Autonomous Line Following Robot
Autonomous Line Following Robot
As part of our Integrated Engineering design project, I co-developed a fully autonomous line following robot capable of navigating increasingly complex tracks using sensor based control and real time feedback.
Electronics and Hardware
Built from the ground up, the robot featured a custom sensor mount and chassis, and an ESP32 based control circuit. We used QRD1114 reflective sensors for analog line detection, PWM motor control, and a servo mounted ultrasonic sensor for basic obstacle detection.
Testing
Throughout the project, we iteratively refined the hardware and software to improve reliability, response time, and turning accuracy.
The final robot successfully completed three instructor designed tracks, each with increasing difficulty and unique challenges.
Track 1
Featured wide curves and moderate line thickness, allowing us to fine tune basic steering logic and PID style behaviours.
Track 2
Introduced tighter turns, sensor ambiguity, and branches that tested our robot’s decision making and real time realignment logic.
Track 3
Was the most challenging, including sharp right angles, line gaps, and deceptive geometry requiring predictive behaviour and autonomous recovery from line loss.
Our robot successfully navigated all three tracks by implementing a fail-safe logic system, dynamic turning strategies, and sensor calibration techniques.
We achieved a high level of reliability under varying light and surface conditions, and our robot was able to recover from brief sensor loss scenarios without manual correction.
Signal Handling & Noise Reduction
Working with analog sensors like the QRD1114 presented several noise related challenges, especially due to inconsistent surface reflectivity, voltage drift from battery wear, and ambient light fluctuations.
Resistor Voltage Divider
We placed a 10k Ohms resistor between the QRD1114 phototransistor output and ground to act as a voltage divider.
This allowed us to convert light intensity into a measurable voltage drop, which we read via the ESP32’s analog pins.
Sensor Calibration
At the start of every session, we manually observed the sensor outputs over white and black surfaces and recalibrated the threshold value in code.
We implemented this as a configurable variable (blackThreshold) so that it could be tuned without modifying logic.
Software Filtering
We added averaging logic across several quick successive analog reads to smooth out spikes.

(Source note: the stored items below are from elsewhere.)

use chrono::{DateTime, Utc};

pub trait Clock: Send + Sync + 'static {
    fn now(&self) -> DateTime<Utc>;
}

pub struct SystemClock;

impl Clock for SystemClock {
    fn now(&self) -> DateTime<Utc> {
        Utc::now()
    }
}

/// Wall-clock time driven by the tokio clock, so paused tests can move
/// calendar time with `tokio::time::advance`.
#[cfg(feature = "test-util")]
pub struct TokioClock {
    base: DateTime<Utc>,
    origin: tokio::time::Instant,
}

#[cfg(feature = "test-util")]
impl TokioClock {
    pub fn starting_at(base: DateTime<Utc>) -> Self {
        Self {
            base,
            origin: tokio::time::Instant::now(),
        }
    }
}

#[cfg(feature = "test-util")]
impl Clock for TokioClock {
    fn now(&self) -> DateTime<Utc> {
        let elapsed = chrono::TimeDelta::from_std(self.origin.elapsed())
            .expect("Test clock never runs that far.");
        self.base + elapsed
    }
}
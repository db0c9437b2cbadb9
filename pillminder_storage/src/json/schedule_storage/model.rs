use pillminder_models::{
    chrono::{DateTime, NaiveDateTime, Utc},
    schedule::{DurationPolicy, Schedule},
};
use serde::{Deserialize, Serialize};

use crate::StoreError;

const TIMESTAMP_FORMAT: &str = "%Y-%m-%dT%H:%M";
const TIMESTAMP_FORMAT_WITH_SECONDS: &str = "%Y-%m-%dT%H:%M:%S";
const DURATION_TYPE_DAYS: &str = "days";
const DURATION_TYPE_INDEFINITE: &str = "indefinite";

/// On-disk shape of one schedule. Field names are part of the file format.
#[derive(Serialize, Deserialize, Debug, Clone, PartialEq, Eq)]
pub struct ScheduleStorageModel {
    pub medicine_name: String,
    pub dosage: String,
    pub frequency: u64,
    #[serde(default, skip_serializing_if = "Option::is_none")]
    pub duration_type: Option<String>,
    pub start_date: String,
    #[serde(default, skip_serializing_if = "Option::is_none")]
    pub end_date: Option<String>,
    #[serde(default, skip_serializing_if = "Option::is_none")]
    pub recipient_email: Option<String>,
    #[serde(default)]
    pub reminder_set: bool,
}

impl From<&Schedule> for ScheduleStorageModel {
    fn from(value: &Schedule) -> Self {
        let (duration_type, end_date) = match value.duration {
            DurationPolicy::Days { end_time } => (
                Some(DURATION_TYPE_DAYS.to_string()),
                Some(format_timestamp(end_time)),
            ),
            DurationPolicy::Indefinite => (None, None),
        };

        Self {
            medicine_name: value.name.clone(),
            dosage: value.dosage.clone(),
            frequency: value.frequency_seconds,
            duration_type,
            start_date: format_timestamp(value.start_time),
            end_date,
            recipient_email: value.recipient().map(str::to_string),
            reminder_set: value.reminder_active,
        }
    }
}

impl TryFrom<ScheduleStorageModel> for Schedule {
    type Error = StoreError;

    fn try_from(value: ScheduleStorageModel) -> Result<Self, Self::Error> {
        let name = value.medicine_name;
        if value.frequency == 0 {
            return Err(StoreError::InvalidRecord {
                name,
                reason: "frequency must be positive",
            });
        }

        let start_time = parse_timestamp(&name, &value.start_date)?;
        let duration = match (value.duration_type.as_deref(), value.end_date) {
            (Some(DURATION_TYPE_DAYS), Some(end_date)) => DurationPolicy::Days {
                end_time: parse_timestamp(&name, &end_date)?,
            },
            (Some(DURATION_TYPE_DAYS), None) => {
                return Err(StoreError::InvalidRecord {
                    name,
                    reason: "day-bounded schedule has no end_date",
                });
            }
            (None | Some(DURATION_TYPE_INDEFINITE), _) => DurationPolicy::Indefinite,
            (Some(other), _) => {
                log::warn!(
                    "Unknown duration type, treating schedule as indefinite. [name = {}, duration_type = {}]",
                    name,
                    other
                );
                DurationPolicy::Indefinite
            }
        };

        let recipient_email = value
            .recipient_email
            .filter(|email| !email.trim().is_empty());

        Ok(Schedule {
            name,
            dosage: value.dosage,
            frequency_seconds: value.frequency,
            duration,
            start_time,
            recipient_email,
            reminder_active: value.reminder_set,
        })
    }
}

/// Formatting at minute precision is the truncation every write applies.
fn format_timestamp(time: DateTime<Utc>) -> String {
    time.format(TIMESTAMP_FORMAT).to_string()
}

fn parse_timestamp(name: &str, value: &str) -> Result<DateTime<Utc>, StoreError> {
    NaiveDateTime::parse_from_str(value, TIMESTAMP_FORMAT)
        .or_else(|_| NaiveDateTime::parse_from_str(value, TIMESTAMP_FORMAT_WITH_SECONDS))
        .map(|time| time.and_utc())
        .or_else(|_| DateTime::parse_from_rfc3339(value).map(|time| time.with_timezone(&Utc)))
        .map_err(|_| StoreError::InvalidTimestamp {
            name: name.to_string(),
            value: value.to_string(),
        })
}
mod supervisor;

pub use supervisor::{ReminderSupervisor, TimerState, tick::TickOutcome};
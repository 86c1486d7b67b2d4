/// Balloon catalog and the per-balloon lifecycle.
///
/// A balloon is a two-state machine:
///
///   Alive ──(tap)──────→ Removed
///   Alive ──(off-top)──→ Removed   (miss, no score)
///   Alive ──(not running on next step)──→ Removed
///
/// There is no transition back to `Alive`.

/// Feedback cue played when a balloon of a given kind pops.
#[derive(Clone, Copy, PartialEq, Eq, Hash, Debug)]
pub enum Cue {
    Pop,
    Bad,
    Bonus,
}

/// One entry of the static balloon catalog.
#[derive(Clone, Copy, PartialEq, Debug)]
pub struct BalloonKind {
    pub name: &'static str,
    pub color: (u8, u8, u8),
    pub points: i32,
    pub cue: Cue,
    pub weight: f64,
}

/// Fixed-order catalog. Order matters for the weighted draw.
pub const CATALOG: [BalloonKind; 4] = [
    BalloonKind { name: "red",   color: (0xfb, 0x71, 0x85), points: 1,  cue: Cue::Pop,   weight: 52.0 },
    BalloonKind { name: "blue",  color: (0x60, 0xa5, 0xfa), points: 2,  cue: Cue::Pop,   weight: 32.0 },
    BalloonKind { name: "gold",  color: (0xfb, 0xbf, 0x24), points: 5,  cue: Cue::Bonus, weight: 10.0 },
    BalloonKind { name: "black", color: (0x0f, 0x17, 0x2a), points: -3, cue: Cue::Bad,   weight: 6.0  },
];

/// Balloons above this y (stage px) have left the screen.
pub const OFFSCREEN_Y: f64 = -140.0;

pub type BalloonId = u64;

#[derive(Clone, Copy, PartialEq, Eq, Debug)]
pub enum Lifecycle {
    Alive,
    Removed,
}

/// Result of advancing one balloon by one display frame.
#[derive(Clone, Copy, PartialEq, Eq, Debug)]
pub enum StepOutcome {
    /// Still rising and on screen.
    Rising,
    /// Crossed the top threshold unpopped.
    Missed,
    /// Session stopped or balloon already popped; terminated quietly.
    Cancelled,
}

#[derive(Clone, Debug)]
pub struct Balloon {
    pub id: BalloonId,
    pub kind: BalloonKind,
    pub x: f64,
    pub y: f64,
    pub width: f64,
    pub height: f64,
    pub speed: f64,
    pub state: Lifecycle,
}

impl Balloon {
    pub fn new(id: BalloonId, kind: BalloonKind, x: f64, y: f64, width: f64, speed: f64) -> Self {
        Balloon {
            id,
            kind,
            x, y,
            width,
            height: width * 1.25,
            speed,
            state: Lifecycle::Alive,
        }
    }

    #[inline]
    pub fn is_alive(&self) -> bool {
        self.state == Lifecycle::Alive
    }

    /// Advance one frame. `running` is the session flag as seen right now;
    /// a stopped session cancels the balloon on its next step.
    pub fn step(&mut self, running: bool, rise_step: f64) -> StepOutcome {
        if !running || !self.is_alive() {
            self.state = Lifecycle::Removed;
            return StepOutcome::Cancelled;
        }

        self.y -= self.speed * rise_step;

        if self.y < OFFSCREEN_Y {
            self.state = Lifecycle::Removed;
            return StepOutcome::Missed;
        }
        StepOutcome::Rising
    }

    /// Mark popped. Returns false if the balloon was already removed,
    /// which makes a second tap a no-op.
    pub fn pop(&mut self) -> bool {
        if !self.is_alive() {
            return false;
        }
        self.state = Lifecycle::Removed;
        true
    }

    /// Point-in-rect hit test in stage px.
    pub fn contains(&self, px: f64, py: f64) -> bool {
        px >= self.x && px < self.x + self.width
            && py >= self.y && py < self.y + self.height
    }
}
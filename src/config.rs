/// External configuration loader.
///
/// Reads `config.toml` from the executable's directory (or CWD).
/// Falls back to sensible defaults if the file is missing or incomplete.

use serde::Deserialize;
use std::path::PathBuf;

// ── Public Config Struct ──

#[derive(Clone, Debug, Default)]
pub struct GameConfig {
    pub round: RoundConfig,
    pub spawn: SpawnConfig,
    pub motion: MotionConfig,
    pub audio: AudioConfig,
    pub gamepad: GamepadConfig,
}

#[derive(Clone, Debug)]
pub struct RoundConfig {
    pub duration_secs: u32,
}

#[derive(Clone, Debug)]
pub struct SpawnConfig {
    pub base_delay_ms: u64,
    pub jitter_start_ms: u64,
    pub jitter_shrink_ms_per_sec: u64,
    pub jitter_floor_ms: u64,
}

#[derive(Clone, Debug)]
pub struct MotionConfig {
    pub frame_ms: u64,          // display refresh period
    pub rise_step: f64,         // per-frame amplification of a balloon's speed
    pub difficulty_per_sec: f64,
}

#[derive(Clone, Debug)]
pub struct AudioConfig {
    pub sound: bool,
    pub music: bool,
}

#[derive(Clone, Debug)]
pub struct GamepadConfig {
    pub start: Vec<String>,
    pub restart: Vec<String>,
    pub toggle_sound: Vec<String>,
    pub toggle_music: Vec<String>,
    pub cancel: Vec<String>,
}

// ── TOML Schema (with serde defaults) ──

#[derive(Deserialize, Debug, Default)]
struct TomlConfig {
    #[serde(default)]
    round: TomlRound,
    #[serde(default)]
    spawn: TomlSpawn,
    #[serde(default)]
    motion: TomlMotion,
    #[serde(default)]
    audio: TomlAudio,
    #[serde(default)]
    gamepad: TomlGamepad,
}

#[derive(Deserialize, Debug)]
struct TomlRound {
    #[serde(default = "default_duration")]
    duration_secs: u32,
}

#[derive(Deserialize, Debug)]
struct TomlSpawn {
    #[serde(default = "default_base_delay")]
    base_delay_ms: u64,
    #[serde(default = "default_jitter_start")]
    jitter_start_ms: u64,
    #[serde(default = "default_jitter_shrink")]
    jitter_shrink_ms_per_sec: u64,
    #[serde(default = "default_jitter_floor")]
    jitter_floor_ms: u64,
}

#[derive(Deserialize, Debug)]
struct TomlMotion {
    #[serde(default = "default_frame_ms")]
    frame_ms: u64,
    #[serde(default = "default_rise_step")]
    rise_step: f64,
    #[serde(default = "default_difficulty")]
    difficulty_per_sec: f64,
}

#[derive(Deserialize, Debug)]
struct TomlAudio {
    #[serde(default = "default_on")]
    sound: bool,
    #[serde(default = "default_on")]
    music: bool,
}

#[derive(Deserialize, Debug)]
struct TomlGamepad {
    #[serde(default = "default_pad_start")]
    start: Vec<String>,
    #[serde(default = "default_pad_restart")]
    restart: Vec<String>,
    #[serde(default = "default_pad_sound")]
    toggle_sound: Vec<String>,
    #[serde(default = "default_pad_music")]
    toggle_music: Vec<String>,
    #[serde(default = "default_pad_cancel")]
    cancel: Vec<String>,
}

// ── Defaults ──

fn default_duration() -> u32 { 30 }
fn default_base_delay() -> u64 { 520 }
fn default_jitter_start() -> u64 { 420 }
fn default_jitter_shrink() -> u64 { 12 }
fn default_jitter_floor() -> u64 { 120 }
fn default_frame_ms() -> u64 { 16 }     // ~60 Hz
fn default_rise_step() -> f64 { 2.2 }
fn default_difficulty() -> f64 { 0.035 }
fn default_on() -> bool { true }

fn default_pad_start() -> Vec<String> { vec!["Start".into(), "A".into()] }
fn default_pad_restart() -> Vec<String> { vec!["Select".into()] }
fn default_pad_sound() -> Vec<String> { vec!["X".into()] }
fn default_pad_music() -> Vec<String> { vec!["Y".into()] }
fn default_pad_cancel() -> Vec<String> { vec!["B".into()] }

impl Default for TomlRound {
    fn default() -> Self {
        TomlRound { duration_secs: default_duration() }
    }
}

impl Default for TomlSpawn {
    fn default() -> Self {
        TomlSpawn {
            base_delay_ms: default_base_delay(),
            jitter_start_ms: default_jitter_start(),
            jitter_shrink_ms_per_sec: default_jitter_shrink(),
            jitter_floor_ms: default_jitter_floor(),
        }
    }
}

impl Default for TomlMotion {
    fn default() -> Self {
        TomlMotion {
            frame_ms: default_frame_ms(),
            rise_step: default_rise_step(),
            difficulty_per_sec: default_difficulty(),
        }
    }
}

impl Default for TomlAudio {
    fn default() -> Self {
        TomlAudio { sound: default_on(), music: default_on() }
    }
}

impl Default for TomlGamepad {
    fn default() -> Self {
        TomlGamepad {
            start: default_pad_start(),
            restart: default_pad_restart(),
            toggle_sound: default_pad_sound(),
            toggle_music: default_pad_music(),
            cancel: default_pad_cancel(),
        }
    }
}

// ── Schema → public config ──

impl From<TomlRound> for RoundConfig {
    fn from(t: TomlRound) -> Self {
        // A zero-length round would end before it starts.
        RoundConfig { duration_secs: t.duration_secs.max(1) }
    }
}

impl From<TomlSpawn> for SpawnConfig {
    fn from(t: TomlSpawn) -> Self {
        SpawnConfig {
            base_delay_ms: t.base_delay_ms,
            jitter_start_ms: t.jitter_start_ms,
            jitter_shrink_ms_per_sec: t.jitter_shrink_ms_per_sec,
            jitter_floor_ms: t.jitter_floor_ms,
        }
    }
}

impl From<TomlMotion> for MotionConfig {
    fn from(t: TomlMotion) -> Self {
        MotionConfig {
            frame_ms: t.frame_ms.max(1),
            rise_step: t.rise_step,
            difficulty_per_sec: t.difficulty_per_sec,
        }
    }
}

impl From<TomlAudio> for AudioConfig {
    fn from(t: TomlAudio) -> Self {
        AudioConfig { sound: t.sound, music: t.music }
    }
}

impl From<TomlGamepad> for GamepadConfig {
    fn from(t: TomlGamepad) -> Self {
        GamepadConfig {
            start: t.start,
            restart: t.restart,
            toggle_sound: t.toggle_sound,
            toggle_music: t.toggle_music,
            cancel: t.cancel,
        }
    }
}

impl From<TomlConfig> for GameConfig {
    fn from(t: TomlConfig) -> Self {
        GameConfig {
            round: t.round.into(),
            spawn: t.spawn.into(),
            motion: t.motion.into(),
            audio: t.audio.into(),
            gamepad: t.gamepad.into(),
        }
    }
}

impl Default for RoundConfig {
    fn default() -> Self { TomlRound::default().into() }
}

impl Default for SpawnConfig {
    fn default() -> Self { TomlSpawn::default().into() }
}

impl Default for MotionConfig {
    fn default() -> Self { TomlMotion::default().into() }
}

impl Default for AudioConfig {
    fn default() -> Self { TomlAudio::default().into() }
}

impl Default for GamepadConfig {
    fn default() -> Self { TomlGamepad::default().into() }
}

// ── Loading ──

impl GameConfig {
    /// Load config from `config.toml`.
    /// Search order: (1) exe directory, (2) current working directory,
    /// (3) XDG data home, (4) system data directory.
    /// Missing file or missing keys gracefully fall back to defaults.
    pub fn load() -> Self {
        load_toml(&candidate_dirs())
    }

    /// Parse config text. Missing sections and keys take their defaults.
    pub fn from_toml_str(text: &str) -> Result<Self, toml::de::Error> {
        toml::from_str::<TomlConfig>(text).map(Into::into)
    }
}

/// Candidate directories to search: exe dir + CWD + system paths (deduplicated).
fn candidate_dirs() -> Vec<PathBuf> {
    let mut dirs = vec![];

    // 1. Directory of the running executable
    if let Ok(exe) = std::env::current_exe() {
        let resolved = exe.canonicalize().unwrap_or(exe);
        if let Some(parent) = resolved.parent() {
            dirs.push(parent.to_path_buf());
        }
    }

    // 2. Current working directory
    if let Ok(cwd) = std::env::current_dir() {
        if !dirs.iter().any(|d| d == &cwd) {
            dirs.push(cwd);
        }
    }

    // 3. XDG data home (~/.local/share/balloonpop)
    if let Ok(home) = std::env::var("HOME") {
        let xdg = PathBuf::from(&home).join(".local/share/balloonpop");
        if xdg.is_dir() && !dirs.iter().any(|d| d == &xdg) {
            dirs.push(xdg);
        }
    }

    // 4. System data directory
    let sys = PathBuf::from("/usr/share/balloonpop");
    if sys.is_dir() && !dirs.iter().any(|d| d == &sys) {
        dirs.push(sys);
    }

    if dirs.is_empty() {
        dirs.push(PathBuf::from("."));
    }

    dirs
}

/// Search for config.toml in candidate directories.
fn load_toml(search_dirs: &[PathBuf]) -> GameConfig {
    for dir in search_dirs {
        let path = dir.join("config.toml");
        if path.exists() {
            match std::fs::read_to_string(&path) {
                Ok(text) => match GameConfig::from_toml_str(&text) {
                    Ok(cfg) => {
                        log::info!("loaded {}", path.display());
                        return cfg;
                    }
                    Err(e) => {
                        log::warn!("config.toml parse error, using defaults: {e}");
                        return GameConfig::default();
                    }
                },
                Err(e) => {
                    log::warn!("could not read {}: {e}", path.display());
                }
            }
        }
    }
    GameConfig::default()
}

We also implemented a dead band zone to ignore ambiguous readings caused by jitter near the threshold.
Real-time LED feedback was added onto each sensor to visually monitor signal stability during operation.
Debouncing & Fail-Safe Timing
In moments where all three sensors read white (like a gap in the line), the robot will wait a short duration before declaring a line loss.
This debouncing period avoided unnecessary rerouting due to brief signal dropouts.
Sensor Shielding
We manually blocked ambient light by taping the tops and sides of the sensor bracket with black electrical tape, reducing interference from overhead lighting or sunlight.
Logic
The robot’s code uses real time sensor readings to decide how the motors should move based on the position of the line or nearby obstacles.
It checks the sensors constantly and uses if-else logic to turn, go forward, or recover if the line is lost.